Ibas Kembali Disebut Berperan Dalam Upaya Pemenangan PT Saipem di Proyek Chevron
Menurut Sutan, Eka Putra, mantan staf Bendahara Umum Partai Demokrat Sartono Utomo menghubunginya dan Deni Karmaina juga memintanya bertemu dengan membawa nama Ibas.
JAKARTA, GRESNEWS.COM - Mantan Ketua Komisi VII Sutan Bhatoegana kembali menyeret nama Edhie Baskoro Yudhoyono atau Ibas dalam perkara di Satuan Kerja Khusus Minyak dan Gas (SKK Migas). Sutan mengungkap peran mantan Sekjen Partai Demokrat Ibas itu dalam berbagai proyek di lembaga tersebut.
Kejadian ini berawal dari pernyataan Sutan saat menanggapi kesaksian mantan Ketua SKK Migas Rudi Rubiandini. Sutan merasa keberatan atas kesaksian Rudi yang dianggap menyudutkan dirinya yang terjerat perkara suap dalam pembahasan APBNP di Komisi VII DPR RI.
"Begini, sudah dengar. Tadi ya, saya menyelamatakan duit Rp4 triliun dan diakui oleh Pak Rudi. Itu yang disampaikan sampai menangis tadi kan. Itu gak terbuka ketika saksi, saya buka semua karena diminta KPK, saya jujur malah saya kebujur," kata Sutan disela sidang di Pengadilan Tipikor, Jakarta, Kamis (4/6).
Menurut Sutan uang tersebut merupakan selisih dari nilai tawaran yang diberikan oleh PT Timas Suplindo dengan PT Saipem Indonesia. Sutan, disebut-sebut sebagai Komisaris Timas Suplindo, sedangkan Saipem disodorkan oleh Deni Karmaina Direktur Utama Rajawali Swiber Cakrawala.

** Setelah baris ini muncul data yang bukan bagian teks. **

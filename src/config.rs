/*!
Process-wide configuration, threaded explicitly rather than
held in global or thread-local state.

A [`Config`] is a small `Copy` value built once (typically via
[`Config::default`] plus a handful of `with_*` calls) and passed by shared
reference into every call that needs to pick a rounding back-end or
algorithm variant. `BareInterval`/`Interval` arithmetic, matrix multiply,
matrix inversion, and eigenvalue enclosure all take `&Config`; there is no
ambient global this crate consults instead.
*/

use crate::ops::RoundingPolicy;

/// Element numeric type backing an `Interval`/`BareInterval`.
#[derive(Clone, Copy, Debug, PartialEq, Eq)]
pub enum BoundType {
    /// `f64`, the primary, fully-verified instantiation.
    Binary64,
    /// `f32`, sharing the same generic code as `Binary64`.
    Binary32,
    /// `rug::Float` at a fixed working precision.
    Arbitrary { precision: u32 },
}

impl Default for BoundType {
    fn default() -> Self {
        BoundType::Binary64
    }
}

/// IEEE 1788 flavor. Only the set-based flavor is implemented.
#[derive(Clone, Copy, Debug, PartialEq, Eq, Default)]
pub enum Flavor {
    #[default]
    SetBased,
}

/// Exponentiation algorithm selector for `BareInterval::pow`.
#[derive(Clone, Copy, Debug, PartialEq, Eq, Default)]
pub enum PowerMode {
    /// Repeated squaring via `rmul`/`inv` only; no transcendental calls.
    Slow,
    /// `exp(y * ln(x))` composition for non-integer/non-small-integer
    /// exponents (see `ops::correct`'s module docs for the soundness
    /// argument).
    #[default]
    Fast,
}

/// Matrix-multiply algorithm selector.
#[derive(Clone, Copy, Debug, PartialEq, Eq, Default)]
pub enum MatMulMode {
    /// Triple loop, componentwise directed-rounding accumulation.
    Slow,
    /// Rump's midpoint-radius algorithm.
    #[default]
    Fast,
}

/// Immutable, explicitly-threaded configuration.
#[derive(Clone, Copy, Debug, PartialEq, Eq)]
pub struct Config {
    bound_type: BoundType,
    flavor: Flavor,
    rounding: RoundingPolicy,
    power: PowerMode,
    matmul: MatMulMode,
}

impl Default for Config {
    fn default() -> Self {
        Config {
            bound_type: BoundType::default(),
            flavor: Flavor::default(),
            rounding: RoundingPolicy::Correct,
            power: PowerMode::default(),
            matmul: MatMulMode::default(),
        }
    }
}

impl Config {
    pub fn bound_type(&self) -> BoundType {
        self.bound_type
    }

    pub fn flavor(&self) -> Flavor {
        self.flavor
    }

    pub fn rounding(&self) -> RoundingPolicy {
        self.rounding
    }

    pub fn power(&self) -> PowerMode {
        self.power
    }

    pub fn matmul(&self) -> MatMulMode {
        self.matmul
    }

    pub fn with_bound_type(mut self, bound_type: BoundType) -> Self {
        self.bound_type = bound_type;
        self
    }

    pub fn with_rounding(mut self, rounding: RoundingPolicy) -> Self {
        if rounding == RoundingPolicy::None {
            tracing::debug!(
                "Config: selecting the `none` rounding back-end; every arithmetic result will carry ng=true"
            );
        }
        self.rounding = rounding;
        self
    }

    pub fn with_power(mut self, power: PowerMode) -> Self {
        self.power = power;
        self
    }

    pub fn with_matmul(mut self, matmul: MatMulMode) -> Self {
        self.matmul = matmul;
        self
    }
}

#[cfg(test)]
mod tests {
    use super::*;

    #[test]
    fn default_matches_documented_table() {
        let cfg = Config::default();
        assert_eq!(cfg.bound_type(), BoundType::Binary64);
        assert_eq!(cfg.flavor(), Flavor::SetBased);
        assert_eq!(cfg.rounding(), RoundingPolicy::Correct);
        assert_eq!(cfg.power(), PowerMode::Fast);
        assert_eq!(cfg.matmul(), MatMulMode::Fast);
    }

    #[test]
    fn with_methods_override_one_field_at_a_time() {
        let cfg = Config::default()
            .with_rounding(RoundingPolicy::None)
            .with_power(PowerMode::Slow);
        assert_eq!(cfg.rounding(), RoundingPolicy::None);
        assert_eq!(cfg.power(), PowerMode::Slow);
        assert_eq!(cfg.matmul(), MatMulMode::Fast);
    }
}
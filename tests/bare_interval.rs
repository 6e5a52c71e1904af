use verinum::bare_interval::BareInterval;
use verinum::config::PowerMode;
use verinum::ops::RoundingPolicy;

type BI = BareInterval<f64>;

#[test]
fn addition_widens_outward() {
    let a = BI::from_bounds(1.0, 2.0).unwrap();
    let b = BI::from_bounds(3.0, 4.0).unwrap();
    let c = a.add(&b, RoundingPolicy::Correct);
    assert_eq!(c.lo(), 4.0);
    assert_eq!(c.hi(), 6.0);
}

#[test]
fn multiplication_of_symmetric_interval() {
    let a = BI::from_bounds(-1.0, 1.0).unwrap();
    let c = a.mul(&a, RoundingPolicy::Correct);
    assert_eq!(c.lo(), -1.0);
    assert_eq!(c.hi(), 1.0);
}

#[test]
fn even_power_straddling_zero_is_nonnegative() {
    let a = BI::from_bounds(-2.0, 3.0).unwrap();
    let c = a.powi(2, RoundingPolicy::Correct);
    assert_eq!(c.lo(), 0.0);
    assert_eq!(c.hi(), 9.0);
}

#[test]
fn integer_exponent_pow_agrees_under_either_power_mode() {
    let a = BI::from_bounds(2.0, 3.0).unwrap();
    let exp = BI::singleton(2.0);
    let fast = a.pow(&exp, PowerMode::Fast, RoundingPolicy::Correct);
    let slow = a.pow(&exp, PowerMode::Slow, RoundingPolicy::Correct);
    assert_eq!(fast.lo(), 4.0);
    assert_eq!(fast.hi(), 9.0);
    assert_eq!(slow.lo(), fast.lo());
    assert_eq!(slow.hi(), fast.hi());
}

#[test]
fn non_integer_exponent_pow_is_entire_under_slow_mode() {
    let a = BI::from_bounds(2.0, 3.0).unwrap();
    let exp = BI::singleton(1.5);
    let slow = a.pow(&exp, PowerMode::Slow, RoundingPolicy::Correct);
    assert!(slow.lo().is_infinite() && slow.lo() < 0.0);
    assert!(slow.hi().is_infinite() && slow.hi() > 0.0);

    let fast = a.pow(&exp, PowerMode::Fast, RoundingPolicy::Correct);
    assert!(fast.lo() > 0.0 && fast.hi().is_finite());
}

#[test]
fn sqrt_of_partly_negative_clips_to_nonnegative_domain() {
    let a = BI::from_bounds(-1.0, 4.0).unwrap();
    let c = a.sqrt(RoundingPolicy::Correct);
    assert_eq!(c.lo(), 0.0);
    assert_eq!(c.hi(), 2.0);
}

#[test]
fn division_by_thin_zero_is_empty() {
    let a = BI::from_bounds(1.0, 2.0).unwrap();
    let z = BI::singleton(0.0);
    let c = a.div(&z, RoundingPolicy::Correct);
    assert!(c.is_empty());
}

#[test]
fn division_by_straddling_zero_is_entire() {
    let a = BI::from_bounds(1.0, 2.0).unwrap();
    let z = BI::from_bounds(-1.0, 1.0).unwrap();
    let c = a.div(&z, RoundingPolicy::Correct);
    assert!(c.is_entire());
}

#[test]
fn from_bounds_rejects_reversed() {
    assert!(BI::from_bounds(2.0, 1.0).is_err());
}

#[test]
fn from_bounds_rejects_wrong_signed_infinity() {
    assert!(BI::from_bounds(f64::INFINITY, f64::INFINITY).is_err());
    assert!(BI::from_bounds(f64::NEG_INFINITY, f64::NEG_INFINITY).is_err());
}

#[test]
fn mig_mag_on_straddling_interval() {
    let a = BI::from_bounds(-3.0, 2.0).unwrap();
    assert_eq!(a.mig(), 0.0);
    assert_eq!(a.mag(), 3.0);
}

#[test]
fn odd_power_is_monotone() {
    let a = BI::from_bounds(-2.0, 3.0).unwrap();
    let c = a.powi(3, RoundingPolicy::Correct);
    assert_eq!(c.lo(), -8.0);
    assert_eq!(c.hi(), 27.0);
}

#[test]
fn negative_integer_power_straddling_zero_is_entire() {
    let a = BI::from_bounds(-1.0, 1.0).unwrap();
    let c = a.powi(-2, RoundingPolicy::Correct);
    assert!(c.is_entire());
}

Menurut Sutan, Eka Putra, mantan staf Bendahara Umum Partai Demokrat Sartono Utomo menghubunginya dan Deni Karmaina juga memintanya bertemu dengan membawa nama Ibas. Pertemuan itu dilangsungkan di Bima Sena, kawasan Dharmawangsa dan dilanjutka ke Gedung Raflesia di Cibubur. Tetapi Ibas ternyata tidak hadir dalam dua pertemuan tersebut.

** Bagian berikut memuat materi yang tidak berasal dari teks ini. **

/*!
`Interval<F>`: a [`BareInterval`] plus [`Decoration`] and the NG ("not
guaranteed") flag — the full IEEE 1788 number.
*/

use crate::bare_interval::BareInterval;
use crate::config::PowerMode;
use crate::decoration::Decoration;
use crate::error::Result;
use crate::ops::{RoundedOps, RoundingPolicy};

/// A decorated, NG-tracked interval.
///
/// `ng = true` means some operation in this value's provenance is not
/// guaranteed to enclose the exact result (e.g. it passed through the
/// `none` rounding back-end, or through a midpoint/approximate solver);
/// `ng = false` means every step so far is a proven enclosure. NG is
/// never cleared by arithmetic.
#[derive(Clone, Copy, Debug)]
pub struct Interval<F> {
    bare: BareInterval<F>,
    decoration: Decoration,
    ng: bool,
}

impl<F: RoundedOps> Interval<F> {
    pub fn from_bounds(a: F, b: F) -> Result<Self> {
        let bare = BareInterval::from_bounds(a, b)?;
        let decoration = if bare.is_empty() {
            Decoration::Trv
        } else {
            Decoration::Com
        };
        Ok(Interval {
            bare,
            decoration,
            ng: false,
        })
    }

    pub fn singleton(x: F) -> Self {
        let bare = BareInterval::singleton(x);
        let decoration = if bare.is_empty() {
            Decoration::Trv
        } else {
            Decoration::Com
        };
        Interval {
            bare,
            decoration,
            ng: false,
        }
    }

    pub fn empty() -> Self {
        Interval {
            bare: BareInterval::empty(),
            decoration: Decoration::Trv,
            ng: false,
        }
    }

    pub fn entire() -> Self {
        Interval {
            bare: BareInterval::entire(),
            decoration: Decoration::Dac,
            ng: false,
        }
    }

    /// Not-an-Interval: the sentinel with decoration `ill`.
    pub fn nai() -> Self {
        Interval {
            bare: BareInterval::empty(),
            decoration: Decoration::Ill,
            ng: false,
        }
    }

    pub fn is_nai(&self) -> bool {
        self.decoration.is_ill()
    }

    /// Wraps a caller-built `BareInterval` with an explicit decoration and
    /// NG flag, for use by the matrix layer which constructs interval
    /// scalars directly from verified/unverified bounds rather than via
    /// one of the named constructors above.
    pub fn from_parts(bare: BareInterval<F>, decoration: Decoration, ng: bool) -> Self {
        Interval { bare, decoration, ng }
    }

    pub fn bare(&self) -> &BareInterval<F> {
        &self.bare
    }

    pub fn decoration(&self) -> Decoration {
        self.decoration
    }

    pub fn ng(&self) -> bool {
        self.ng
    }

    pub fn is_empty(&self) -> bool {
        !self.is_nai() && self.bare.is_empty()
    }

    fn combine(a: &Self, b: &Self, bare: BareInterval<F>, intrinsic_cap: Decoration) -> Self {
        if a.is_nai() || b.is_nai() {
            return Self::nai();
        }
        let decoration = a.decoration.min(b.decoration).at_most(intrinsic_cap);
        let decoration = if bare.is_empty() {
            decoration.min(Decoration::Trv)
        } else if !bare.is_bounded() {
            decoration.min(Decoration::Dac)
        } else {
            decoration
        };
        Interval {
            bare,
            decoration,
            ng: a.ng || b.ng,
        }
    }

    fn unary(a: &Self, bare: BareInterval<F>, intrinsic_cap: Decoration) -> Self {
        if a.is_nai() {
            return Self::nai();
        }
        let decoration = a.decoration.at_most(intrinsic_cap);
        let decoration = if bare.is_empty() {
            decoration.min(Decoration::Trv)
        } else if !bare.is_bounded() {
            decoration.min(Decoration::Dac)
        } else {
            decoration
        };
        Interval {
            bare,
            decoration,
            ng: a.ng,
        }
    }

    pub fn add(&self, other: &Self, policy: RoundingPolicy) -> Self {
        let bare = self.bare.add(&other.bare, policy);
        Self::combine(self, other, bare, Decoration::Com)
    }

    pub fn sub(&self, other: &Self, policy: RoundingPolicy) -> Self {
        let bare = self.bare.sub(&other.bare, policy);
        Self::combine(self, other, bare, Decoration::Com)
    }

    pub fn neg(&self) -> Self {
        if self.is_nai() {
            return Self::nai();
        }
        Interval {
            bare: self.bare.neg(),
            decoration: self.decoration,
            ng: self.ng,
        }
    }

    pub fn mul(&self, other: &Self, policy: RoundingPolicy) -> Self {
        let bare = self.bare.mul(&other.bare, policy);
        Self::combine(self, other, bare, Decoration::Com)
    }

    /// Division degrades to `trv` whenever the denominator straddles zero
    /// (the result becomes discontinuous / multi-valued at that point),
    /// matching /§4.3.
    pub fn div(&self, other: &Self, policy: RoundingPolicy) -> Self {
        let bare = self.bare.div(&other.bare, policy);
        let cap = if other.bare.straddles_zero() {
            Decoration::Trv
        } else {
            Decoration::Com
        };
        Self::combine(self, other, bare, cap)
    }

    /// `sqrt` degrades to `trv` whenever the input goes negative.
    pub fn sqrt(&self, policy: RoundingPolicy) -> Self {
        let bare = self.bare.sqrt(policy);
        let cap = if self.bare.lo() < F::zero() {
            Decoration::Trv
        } else {
            Decoration::Com
        };
        Self::unary(self, bare, cap)
    }

    pub fn cbrt(&self, policy: RoundingPolicy) -> Self {
        let bare = self.bare.cbrt(policy);
        Self::unary(self, bare, Decoration::Com)
    }

    pub fn powi(&self, n: i32, policy: RoundingPolicy) -> Self {
        let bare = self.bare.powi(n, policy);
        let cap = if n < 0 && self.bare.straddles_zero() {
            Decoration::Trv
        } else {
            Decoration::Com
        };
        Self::unary(self, bare, cap)
    }

    pub fn pow(&self, exp: &Self, power_mode: PowerMode, policy: RoundingPolicy) -> Self {
        let bare = self.bare.pow(&exp.bare, power_mode, policy);
        let cap = if self.bare.lo() < F::zero() {
            Decoration::Trv
        } else {
            Decoration::Com
        };
        Self::combine(self, exp, bare, cap)
    }

    /// `log`/`log2`/`log10`/`log1p` degrade to `trv` whenever the input is
    /// not entirely within the function's domain.
    pub fn log(&self, policy: RoundingPolicy) -> Self {
        let bare = self.bare.log(policy);
        let cap = if self.bare.lo() <= F::zero() {
            Decoration::Trv
        } else {
            Decoration::Com
        };
        Self::unary(self, bare, cap)
    }
    pub fn log2(&self, policy: RoundingPolicy) -> Self {
        let bare = self.bare.log2(policy);
        let cap = if self.bare.lo() <= F::zero() {
            Decoration::Trv
        } else {
            Decoration::Com
        };
        Self::unary(self, bare, cap)
    }
    pub fn log10(&self, policy: RoundingPolicy) -> Self {
        let bare = self.bare.log10(policy);
        let cap = if self.bare.lo() <= F::zero() {
            Decoration::Trv
        } else {
            Decoration::Com
        };
        Self::unary(self, bare, cap)
    }
    pub fn log1p(&self, policy: RoundingPolicy) -> Self {
        let bare = self.bare.log1p(policy);
        let cap = if self.bare.lo() <= F::neg_one() {
            Decoration::Trv
        } else {
            Decoration::Com
        };
        Self::unary(self, bare, cap)
    }

    pub fn exp(&self, policy: RoundingPolicy) -> Self {
        Self::unary(self, self.bare.exp(policy), Decoration::Com)
    }
    pub fn exp2(&self, policy: RoundingPolicy) -> Self {
        Self::unary(self, self.bare.exp2(policy), Decoration::Com)
    }
    pub fn exp10(&self, policy: RoundingPolicy) -> Self {
        Self::unary(self, self.bare.exp10(policy), Decoration::Com)
    }
    pub fn expm1(&self, policy: RoundingPolicy) -> Self {
        Self::unary(self, self.bare.expm1(policy), Decoration::Com)
    }
    pub fn sin(&self, policy: RoundingPolicy) -> Self {
        Self::unary(self, self.bare.sin(policy), Decoration::Com)
    }
    pub fn cos(&self, policy: RoundingPolicy) -> Self {
        Self::unary(self, self.bare.cos(policy), Decoration::Com)
    }
    pub fn tan(&self, policy: RoundingPolicy) -> Self {
        Self::unary(self, self.bare.tan(policy), Decoration::Dac)
    }
    pub fn sinh(&self, policy: RoundingPolicy) -> Self {
        Self::unary(self, self.bare.sinh(policy), Decoration::Com)
    }
    pub fn cosh(&self, policy: RoundingPolicy) -> Self {
        Self::unary(self, self.bare.cosh(policy), Decoration::Com)
    }
    pub fn tanh(&self, policy: RoundingPolicy) -> Self {
        Self::unary(self, self.bare.tanh(policy), Decoration::Com)
    }
    pub fn asin(&self, policy: RoundingPolicy) -> Self {
        let cap = if self.bare.lo() < F::neg_one() || self.bare.hi() > F::one() {
            Decoration::Trv
        } else {
            Decoration::Com
        };
        Self::unary(self, self.bare.asin(policy), cap)
    }
    pub fn acos(&self, policy: RoundingPolicy) -> Self {
        let cap = if self.bare.lo() < F::neg_one() || self.bare.hi() > F::one() {
            Decoration::Trv
        } else {
            Decoration::Com
        };
        Self::unary(self, self.bare.acos(policy), cap)
    }
    pub fn atan(&self, policy: RoundingPolicy) -> Self {
        Self::unary(self, self.bare.atan(policy), Decoration::Com)
    }
    pub fn asinh(&self, policy: RoundingPolicy) -> Self {
        Self::unary(self, self.bare.asinh(policy), Decoration::Com)
    }
    pub fn acosh(&self, policy: RoundingPolicy) -> Self {
        let cap = if self.bare.hi() < F::one() {
            Decoration::Trv
        } else {
            Decoration::Com
        };
        Self::unary(self, self.bare.acosh(policy), cap)
    }
    pub fn atanh(&self, policy: RoundingPolicy) -> Self {
        let cap = if self.bare.lo() <= F::neg_one() || self.bare.hi() >= F::one() {
            Decoration::Trv
        } else {
            Decoration::Com
        };
        Self::unary(self, self.bare.atanh(policy), cap)
    }

    pub fn hull(&self, other: &Self) -> Self {
        let bare = self.bare.hull(&other.bare);
        Self::combine(self, other, bare, Decoration::Trv)
    }

    /// Marks a value as not-guaranteed without altering its bounds or
    /// decoration — used by constructors fed a non-representable literal,
    /// and by the matrix layer when it lifts an unverified float solve
    /// into interval form.
    pub fn with_ng(mut self) -> Self {
        self.ng = true;
        self
    }
}

impl<F: RoundedOps> PartialEq for Interval<F> {
    fn eq(&self, other: &Self) -> bool {
        self.bare == other.bare && self.decoration == other.decoration && self.ng == other.ng
    }
}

Diluar dugaan, Rudi Rubiandini ternyata juga hadir dalam pertemuan itu. "Yang ada Bendum Demokrat Pak Sartono, mereka rupanya sudah ngobrol dengan Pak Rudi, saya kan kaget, Pak Rudi katanya ada di Bandung," imbuh Sutan.
Dalam pertemuan tersebut, Deni dan Eka menginginkan agar Sutan merelakan PT Saipem Indonesia sebagai penggarap proyek Indonesia Deepwater Development Chevron (IDD Chevron) yang konon bernilai ratusan triliun rupiah. Padahal, PT Timas Suplindo telah memenangkan tender proyek tersebut.
"Saya disogok loh, saya pertama disogok, US$5 juta, saya gak mau, terus ditambah lagi US$5 juta. Saya baru tahu, saya dapat Rp100 miliar rupiah, mereka dapat Rp4 triliun, baru saya liat selisihnya," ungkap Sutan.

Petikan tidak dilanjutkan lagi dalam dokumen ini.